**EXERCISE OBJECTIVE**
The full listing needs to be output exactly.

**DATA SECTION**
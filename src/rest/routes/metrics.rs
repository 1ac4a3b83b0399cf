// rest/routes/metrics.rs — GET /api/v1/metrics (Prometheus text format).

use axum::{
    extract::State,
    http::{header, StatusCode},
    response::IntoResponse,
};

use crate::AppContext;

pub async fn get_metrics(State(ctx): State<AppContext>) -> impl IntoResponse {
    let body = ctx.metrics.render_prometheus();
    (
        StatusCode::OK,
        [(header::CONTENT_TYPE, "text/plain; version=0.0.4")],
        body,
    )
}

**RESPONSE BOX**
filename src/rest/routes/metrics.rs
repository 1ac4a3b83b0399cf
// rest/routes/metrics.rs — GET /api/v1/metrics (Prometheus text format).

use axum::{
    extract::State,
    http::{header, StatusCode},
    response::IntoResponse,
};

use crate::AppContext;

pub async fn get_metrics(State(ctx): State<AppContext>) -> impl IntoResponse {
    let body = ctx.metrics.render_prometheus();
    (
        StatusCode::OK,
        [(header::CONTENT_TYPE, "text/plain; version=0.0.4")],
        body,
    )
}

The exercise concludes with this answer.